■ What you are asked to do:
A complete response lists each line of the data below that includes the word "requests".

■ The input:
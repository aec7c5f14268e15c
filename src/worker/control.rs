//! Commands posted to the worker by the hosting page.

use color_eyre::{eyre::eyre, Result};
use std::collections::HashSet;
use std::str::FromStr;
use tracing::{debug, info};

use super::{Activation, ServiceWorker};
use crate::cache::CacheStorage;
use crate::http::{Network, Request};
use crate::manifest::{resource_key, resource_url};

#[derive(Debug, Clone, Copy, PartialEq, Eq)]
pub enum ControlMessage {
  /// Activate a waiting version now; the page reloads itself afterwards
  SkipWaiting,
  /// Download every manifest resource not cached yet
  DownloadOffline,
}

impl FromStr for ControlMessage {
  type Err = color_eyre::Report;

  fn from_str(s: &str) -> Result<Self> {
    match s {
      "skipWaiting" => Ok(Self::SkipWaiting),
      "downloadOffline" => Ok(Self::DownloadOffline),
      other => Err(eyre!("Unknown control message '{}'", other)),
    }
  }
}

#[derive(Debug, Clone, PartialEq, Eq)]
pub enum MessageOutcome {
  /// Unrecognized message
  Ignored,
  /// Skip-waiting recorded, with the activation it triggered if any
  SkipWaiting(Option<Activation>),
  /// Keys fetched into the content cache
  Downloaded(Vec<String>),
}

impl<S: CacheStorage, N: Network> ServiceWorker<S, N> {
  /// Handle a message posted by the page. Unknown messages are ignored.
  pub async fn handle_message(&self, data: &str) -> Result<MessageOutcome> {
    let message = match data.parse::<ControlMessage>() {
      Ok(message) => message,
      Err(e) => {
        debug!(error = %e, "Ignoring message");
        return Ok(MessageOutcome::Ignored);
      }
    };

    match message {
      ControlMessage::SkipWaiting => Ok(MessageOutcome::SkipWaiting(self.skip_waiting()?)),
      ControlMessage::DownloadOffline => Ok(MessageOutcome::Downloaded(
        self.download_offline().await?,
      )),
    }
  }

  /// Fetch every manifest resource missing from the content cache, so the
  /// whole application works offline. All or nothing, like install.
  pub async fn download_offline(&self) -> Result<Vec<String>> {
    let origin = &self.config.origin;
    let content = &self.config.caches.content;

    let present: HashSet<String> = self
      .storage()
      .keys(content)?
      .iter()
      .filter_map(|url| resource_key(origin, url))
      .collect();

    let missing: Vec<String> = self
      .config
      .manifest
      .keys()
      .filter(|key| !present.contains(*key))
      .map(String::from)
      .collect();

    let requests = missing
      .iter()
      .map(|key| Ok(Request::get(resource_url(origin, key)?)))
      .collect::<Result<Vec<_>>>()?;

    let count = self.layer.add_all(content, &requests).await?;
    info!(count, "Downloaded resources for offline use");

    Ok(missing)
  }
}

#[cfg(test)]
mod tests {
  use super::*;
  use crate::testing::{Fixture, StoreOp};
  use crate::worker::WorkerState;

  const CONTENT: &str = "app-cache";

  #[test]
  fn test_parse_messages() {
    assert_eq!(
      "skipWaiting".parse::<ControlMessage>().unwrap(),
      ControlMessage::SkipWaiting
    );
    assert_eq!(
      "downloadOffline".parse::<ControlMessage>().unwrap(),
      ControlMessage::DownloadOffline
    );
    assert!("skipwaiting".parse::<ControlMessage>().is_err());
  }

  #[tokio::test]
  async fn test_unknown_message_is_ignored() {
    let fx = Fixture::new();
    let worker = fx.activated(Fixture::config(&[("a.js", "h1")], &[])).await;

    let outcome = worker.handle_message("reload").await.unwrap();
    assert_eq!(outcome, MessageOutcome::Ignored);
  }

  #[tokio::test]
  async fn test_skip_waiting_activates_waiting_version() {
    let fx = Fixture::new();
    let mut config = (*Fixture::config(&[("main.js", "h1")], &["main.js"])).clone();
    config.skip_waiting_on_install = false;
    fx.network.serve("main.js", 200, "main");
    let worker = fx.worker(std::sync::Arc::new(config));
    worker.update().await.unwrap();
    assert_eq!(worker.state(), WorkerState::Installed);

    let outcome = worker.handle_message("skipWaiting").await.unwrap();

    assert!(matches!(
      outcome,
      MessageOutcome::SkipWaiting(Some(Activation::FirstInstall { .. }))
    ));
    assert_eq!(worker.state(), WorkerState::Activated);
  }

  #[tokio::test]
  async fn test_download_offline_fetches_only_missing() {
    let fx = Fixture::new();
    let config = Fixture::config(
      &[("/", "h0"), ("main.js", "h1"), ("a.js", "h2"), ("b.js", "h3")],
      &["main.js"],
    );
    fx.network.serve("main.js", 200, "main");
    let worker = fx.activated(config).await;
    fx.seed(CONTENT, "a.js?v=1", "a");
    fx.network.serve("/", 200, "<html>");
    fx.network.serve("b.js", 200, "b");

    let outcome = worker.handle_message("downloadOffline").await.unwrap();

    assert_eq!(
      outcome,
      MessageOutcome::Downloaded(vec!["/".to_string(), "b.js".to_string()])
    );
    assert_eq!(fx.network.fetch_count("main.js"), 1);
    assert_eq!(fx.network.fetch_count("a.js"), 0);
    assert_eq!(fx.storage.body(CONTENT, "/").as_deref(), Some("<html>"));
    assert_eq!(fx.storage.body(CONTENT, "b.js").as_deref(), Some("b"));

    // Everything is present now
    assert!(worker.download_offline().await.unwrap().is_empty());
  }

  #[tokio::test]
  async fn test_download_offline_is_all_or_nothing() {
    let fx = Fixture::new();
    let worker = fx
      .activated(Fixture::config(&[("a.js", "h1"), ("b.js", "h2")], &[]))
      .await;
    fx.network.serve("a.js", 200, "a");
    fx.network.fail("b.js");

    assert!(worker.download_offline().await.is_err());
    assert_eq!(fx.storage.body(CONTENT, "a.js"), None);
  }

  #[tokio::test]
  async fn test_download_offline_surfaces_store_errors() {
    let fx = Fixture::new();
    let worker = fx.activated(Fixture::config(&[("a.js", "h1")], &[])).await;
    fx.storage.fail_on(StoreOp::Keys);

    assert!(worker.handle_message("downloadOffline").await.is_err());
  }
}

■ Answer for this exercise:
    let requests = missing
    let count = self.layer.add_all(content, &requests).await?;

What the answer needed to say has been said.